**Work task:**
What is the number of lines below that contain the word "TableSnapshot"? Respond with that number alone.

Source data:
********

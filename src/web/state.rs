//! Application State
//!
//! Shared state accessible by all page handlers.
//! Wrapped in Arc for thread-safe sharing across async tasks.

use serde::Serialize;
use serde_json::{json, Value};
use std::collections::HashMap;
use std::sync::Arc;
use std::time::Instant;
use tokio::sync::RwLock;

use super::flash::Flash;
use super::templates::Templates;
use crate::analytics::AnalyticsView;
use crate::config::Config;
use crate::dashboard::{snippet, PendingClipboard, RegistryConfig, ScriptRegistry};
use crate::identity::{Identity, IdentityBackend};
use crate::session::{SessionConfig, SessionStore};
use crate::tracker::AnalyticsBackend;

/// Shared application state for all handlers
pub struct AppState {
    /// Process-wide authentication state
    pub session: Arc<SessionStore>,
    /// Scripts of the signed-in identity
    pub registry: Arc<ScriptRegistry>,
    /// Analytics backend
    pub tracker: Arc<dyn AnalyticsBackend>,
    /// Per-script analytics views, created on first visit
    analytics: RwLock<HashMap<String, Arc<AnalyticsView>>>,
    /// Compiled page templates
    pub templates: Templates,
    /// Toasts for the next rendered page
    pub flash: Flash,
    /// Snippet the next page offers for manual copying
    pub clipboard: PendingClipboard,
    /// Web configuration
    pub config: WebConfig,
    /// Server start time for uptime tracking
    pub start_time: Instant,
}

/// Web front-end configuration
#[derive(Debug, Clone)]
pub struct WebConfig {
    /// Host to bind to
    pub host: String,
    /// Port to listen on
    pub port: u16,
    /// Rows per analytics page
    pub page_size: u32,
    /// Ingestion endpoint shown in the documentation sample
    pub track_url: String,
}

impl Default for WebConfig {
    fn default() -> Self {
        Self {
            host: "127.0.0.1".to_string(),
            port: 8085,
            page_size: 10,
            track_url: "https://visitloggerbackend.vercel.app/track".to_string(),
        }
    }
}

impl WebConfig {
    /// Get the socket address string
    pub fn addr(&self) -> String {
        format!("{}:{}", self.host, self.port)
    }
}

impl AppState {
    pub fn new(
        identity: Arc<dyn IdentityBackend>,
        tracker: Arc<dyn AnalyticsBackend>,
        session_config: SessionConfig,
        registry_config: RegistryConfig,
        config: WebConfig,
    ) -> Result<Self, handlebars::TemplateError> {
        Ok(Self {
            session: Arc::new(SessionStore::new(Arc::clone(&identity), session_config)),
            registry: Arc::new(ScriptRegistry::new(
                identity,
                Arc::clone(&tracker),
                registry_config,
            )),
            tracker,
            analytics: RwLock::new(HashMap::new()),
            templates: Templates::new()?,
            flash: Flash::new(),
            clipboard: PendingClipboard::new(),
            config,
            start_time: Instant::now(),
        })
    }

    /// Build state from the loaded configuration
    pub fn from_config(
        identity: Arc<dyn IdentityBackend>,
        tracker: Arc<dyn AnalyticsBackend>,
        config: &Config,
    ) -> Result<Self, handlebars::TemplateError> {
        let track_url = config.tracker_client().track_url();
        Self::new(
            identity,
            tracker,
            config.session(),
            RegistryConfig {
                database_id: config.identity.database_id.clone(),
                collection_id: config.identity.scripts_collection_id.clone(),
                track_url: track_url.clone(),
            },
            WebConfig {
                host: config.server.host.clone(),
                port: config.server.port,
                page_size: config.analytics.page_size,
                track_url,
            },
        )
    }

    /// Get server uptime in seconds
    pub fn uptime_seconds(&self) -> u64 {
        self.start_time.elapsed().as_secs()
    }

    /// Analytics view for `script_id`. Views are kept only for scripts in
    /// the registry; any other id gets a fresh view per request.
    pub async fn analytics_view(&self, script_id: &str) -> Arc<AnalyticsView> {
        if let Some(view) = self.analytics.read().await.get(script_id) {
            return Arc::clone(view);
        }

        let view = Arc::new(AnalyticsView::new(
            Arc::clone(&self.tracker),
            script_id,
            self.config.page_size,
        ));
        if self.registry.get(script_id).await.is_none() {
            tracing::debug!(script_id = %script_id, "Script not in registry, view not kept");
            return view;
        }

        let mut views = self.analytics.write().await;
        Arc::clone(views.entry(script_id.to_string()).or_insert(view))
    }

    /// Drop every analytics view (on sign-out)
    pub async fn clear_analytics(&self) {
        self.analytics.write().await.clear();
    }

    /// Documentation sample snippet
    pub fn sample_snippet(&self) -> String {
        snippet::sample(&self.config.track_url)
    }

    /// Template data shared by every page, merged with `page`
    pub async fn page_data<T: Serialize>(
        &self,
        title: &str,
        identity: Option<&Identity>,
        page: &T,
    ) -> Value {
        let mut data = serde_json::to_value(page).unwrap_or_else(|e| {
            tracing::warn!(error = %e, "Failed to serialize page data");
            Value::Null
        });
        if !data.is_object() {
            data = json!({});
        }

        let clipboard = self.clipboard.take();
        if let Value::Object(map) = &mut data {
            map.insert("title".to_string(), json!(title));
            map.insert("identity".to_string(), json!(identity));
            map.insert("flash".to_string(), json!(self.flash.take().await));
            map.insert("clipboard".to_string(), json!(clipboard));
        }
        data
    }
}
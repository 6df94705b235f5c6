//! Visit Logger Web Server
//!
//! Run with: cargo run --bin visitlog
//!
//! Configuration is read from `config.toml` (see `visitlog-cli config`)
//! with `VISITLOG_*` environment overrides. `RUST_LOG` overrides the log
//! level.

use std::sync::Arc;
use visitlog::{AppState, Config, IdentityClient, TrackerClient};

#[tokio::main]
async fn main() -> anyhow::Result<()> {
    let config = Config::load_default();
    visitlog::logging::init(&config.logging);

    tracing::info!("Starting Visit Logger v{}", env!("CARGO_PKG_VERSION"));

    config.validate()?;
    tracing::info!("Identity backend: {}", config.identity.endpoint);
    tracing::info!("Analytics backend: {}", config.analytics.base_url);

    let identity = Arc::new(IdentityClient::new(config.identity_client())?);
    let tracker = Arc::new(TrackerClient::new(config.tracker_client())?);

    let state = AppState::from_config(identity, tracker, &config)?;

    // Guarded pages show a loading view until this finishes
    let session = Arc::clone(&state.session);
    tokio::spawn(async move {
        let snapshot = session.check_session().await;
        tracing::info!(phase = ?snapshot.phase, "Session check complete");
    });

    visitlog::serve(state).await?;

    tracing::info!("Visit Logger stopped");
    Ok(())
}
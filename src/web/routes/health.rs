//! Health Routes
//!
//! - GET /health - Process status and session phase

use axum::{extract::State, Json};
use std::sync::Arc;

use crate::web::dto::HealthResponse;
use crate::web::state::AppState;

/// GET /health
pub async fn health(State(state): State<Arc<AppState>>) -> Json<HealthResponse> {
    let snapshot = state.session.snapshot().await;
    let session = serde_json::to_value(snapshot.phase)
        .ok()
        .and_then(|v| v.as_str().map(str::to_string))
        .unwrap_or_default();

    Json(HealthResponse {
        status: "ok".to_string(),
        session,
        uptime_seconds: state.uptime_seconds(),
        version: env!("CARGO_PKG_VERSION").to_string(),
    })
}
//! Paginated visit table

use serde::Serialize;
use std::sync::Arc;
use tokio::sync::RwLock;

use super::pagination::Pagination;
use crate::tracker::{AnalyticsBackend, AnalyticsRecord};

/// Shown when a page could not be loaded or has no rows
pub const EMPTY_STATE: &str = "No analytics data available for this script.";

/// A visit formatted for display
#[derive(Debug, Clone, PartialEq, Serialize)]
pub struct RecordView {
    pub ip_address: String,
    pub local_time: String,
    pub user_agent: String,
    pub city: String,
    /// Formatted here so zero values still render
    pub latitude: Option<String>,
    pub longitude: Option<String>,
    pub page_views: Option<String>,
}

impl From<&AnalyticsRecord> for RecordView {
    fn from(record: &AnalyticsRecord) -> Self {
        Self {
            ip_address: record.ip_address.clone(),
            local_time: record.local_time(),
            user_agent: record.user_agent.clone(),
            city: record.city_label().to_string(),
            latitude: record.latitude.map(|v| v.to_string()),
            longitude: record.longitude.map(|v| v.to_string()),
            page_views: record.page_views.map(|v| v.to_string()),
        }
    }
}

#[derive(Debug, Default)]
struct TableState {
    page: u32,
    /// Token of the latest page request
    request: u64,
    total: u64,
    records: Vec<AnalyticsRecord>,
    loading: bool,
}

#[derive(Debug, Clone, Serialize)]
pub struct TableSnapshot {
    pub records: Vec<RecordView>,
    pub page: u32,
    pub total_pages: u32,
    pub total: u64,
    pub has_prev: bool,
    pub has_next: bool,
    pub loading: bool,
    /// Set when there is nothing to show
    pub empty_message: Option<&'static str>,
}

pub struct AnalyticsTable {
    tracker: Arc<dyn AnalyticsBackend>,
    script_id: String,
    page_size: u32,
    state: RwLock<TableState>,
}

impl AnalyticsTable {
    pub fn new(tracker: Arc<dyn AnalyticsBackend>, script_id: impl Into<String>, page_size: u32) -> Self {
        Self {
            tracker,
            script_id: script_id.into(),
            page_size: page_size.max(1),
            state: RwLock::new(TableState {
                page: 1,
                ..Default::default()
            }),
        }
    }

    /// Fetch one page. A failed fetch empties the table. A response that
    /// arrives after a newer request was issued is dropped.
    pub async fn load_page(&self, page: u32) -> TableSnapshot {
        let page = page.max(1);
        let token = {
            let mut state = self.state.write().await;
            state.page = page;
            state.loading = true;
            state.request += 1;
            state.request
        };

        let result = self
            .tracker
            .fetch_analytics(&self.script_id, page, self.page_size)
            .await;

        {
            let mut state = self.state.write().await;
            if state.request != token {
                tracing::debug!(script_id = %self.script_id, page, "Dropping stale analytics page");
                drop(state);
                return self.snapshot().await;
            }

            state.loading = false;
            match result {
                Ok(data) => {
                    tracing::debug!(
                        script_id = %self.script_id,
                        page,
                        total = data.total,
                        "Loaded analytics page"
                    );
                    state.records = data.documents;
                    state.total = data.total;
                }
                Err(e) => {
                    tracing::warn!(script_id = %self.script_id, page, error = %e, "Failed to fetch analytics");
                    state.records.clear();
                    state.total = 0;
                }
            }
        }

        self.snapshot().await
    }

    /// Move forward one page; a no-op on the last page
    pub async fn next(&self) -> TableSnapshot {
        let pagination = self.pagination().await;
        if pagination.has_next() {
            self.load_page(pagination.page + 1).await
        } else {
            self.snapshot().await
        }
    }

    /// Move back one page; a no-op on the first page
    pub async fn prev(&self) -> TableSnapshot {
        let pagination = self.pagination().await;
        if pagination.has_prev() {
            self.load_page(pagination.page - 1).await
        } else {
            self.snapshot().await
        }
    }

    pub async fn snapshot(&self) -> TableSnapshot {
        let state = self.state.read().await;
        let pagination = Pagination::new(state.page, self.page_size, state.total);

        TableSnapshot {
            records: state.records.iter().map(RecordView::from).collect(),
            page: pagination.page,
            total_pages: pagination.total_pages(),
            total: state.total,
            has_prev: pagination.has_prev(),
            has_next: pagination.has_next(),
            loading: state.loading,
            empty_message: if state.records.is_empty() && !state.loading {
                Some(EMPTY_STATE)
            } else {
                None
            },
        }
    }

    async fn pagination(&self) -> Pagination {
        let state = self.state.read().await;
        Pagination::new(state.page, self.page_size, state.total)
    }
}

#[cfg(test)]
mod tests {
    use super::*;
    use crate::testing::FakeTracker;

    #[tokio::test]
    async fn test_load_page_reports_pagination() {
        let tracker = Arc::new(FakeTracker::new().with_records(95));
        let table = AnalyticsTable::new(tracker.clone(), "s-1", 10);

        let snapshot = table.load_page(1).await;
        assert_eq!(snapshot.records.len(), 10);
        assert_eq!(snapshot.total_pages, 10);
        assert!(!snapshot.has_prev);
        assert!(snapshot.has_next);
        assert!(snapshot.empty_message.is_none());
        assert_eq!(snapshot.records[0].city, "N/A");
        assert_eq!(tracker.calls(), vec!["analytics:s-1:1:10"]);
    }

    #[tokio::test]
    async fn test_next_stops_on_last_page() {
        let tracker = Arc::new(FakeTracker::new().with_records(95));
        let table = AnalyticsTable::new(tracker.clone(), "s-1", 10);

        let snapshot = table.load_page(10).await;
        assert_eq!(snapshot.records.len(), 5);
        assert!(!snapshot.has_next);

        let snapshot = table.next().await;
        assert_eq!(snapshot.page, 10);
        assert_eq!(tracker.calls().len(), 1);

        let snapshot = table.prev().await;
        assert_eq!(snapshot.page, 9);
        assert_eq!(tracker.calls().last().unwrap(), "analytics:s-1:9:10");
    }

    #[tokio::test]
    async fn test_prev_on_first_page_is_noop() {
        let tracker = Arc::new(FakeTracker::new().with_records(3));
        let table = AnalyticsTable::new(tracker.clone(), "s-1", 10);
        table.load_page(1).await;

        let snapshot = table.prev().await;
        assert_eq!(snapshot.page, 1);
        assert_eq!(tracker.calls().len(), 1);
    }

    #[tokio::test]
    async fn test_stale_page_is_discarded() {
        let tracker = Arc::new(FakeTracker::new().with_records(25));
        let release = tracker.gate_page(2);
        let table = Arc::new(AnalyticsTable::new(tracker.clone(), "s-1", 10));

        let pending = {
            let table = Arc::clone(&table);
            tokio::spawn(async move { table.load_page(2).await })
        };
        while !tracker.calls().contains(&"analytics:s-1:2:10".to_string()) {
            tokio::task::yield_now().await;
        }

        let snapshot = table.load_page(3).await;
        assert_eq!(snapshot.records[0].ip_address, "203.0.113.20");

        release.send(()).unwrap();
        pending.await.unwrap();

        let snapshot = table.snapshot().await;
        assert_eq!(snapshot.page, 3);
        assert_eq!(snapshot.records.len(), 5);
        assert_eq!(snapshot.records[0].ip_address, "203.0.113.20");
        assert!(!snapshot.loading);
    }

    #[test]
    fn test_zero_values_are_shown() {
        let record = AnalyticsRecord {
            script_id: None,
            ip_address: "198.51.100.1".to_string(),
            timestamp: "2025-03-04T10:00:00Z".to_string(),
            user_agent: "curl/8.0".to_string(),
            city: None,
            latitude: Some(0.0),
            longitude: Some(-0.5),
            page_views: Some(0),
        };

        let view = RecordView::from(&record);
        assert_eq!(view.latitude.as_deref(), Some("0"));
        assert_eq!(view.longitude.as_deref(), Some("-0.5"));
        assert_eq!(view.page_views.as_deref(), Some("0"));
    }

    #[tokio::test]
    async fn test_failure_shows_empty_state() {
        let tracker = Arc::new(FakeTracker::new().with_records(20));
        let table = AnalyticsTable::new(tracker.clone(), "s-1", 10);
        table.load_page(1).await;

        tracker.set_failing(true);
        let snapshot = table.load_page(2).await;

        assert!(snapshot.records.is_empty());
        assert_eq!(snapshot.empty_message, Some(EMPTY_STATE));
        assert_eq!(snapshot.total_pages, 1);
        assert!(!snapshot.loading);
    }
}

********

**Answer to this problem:**
6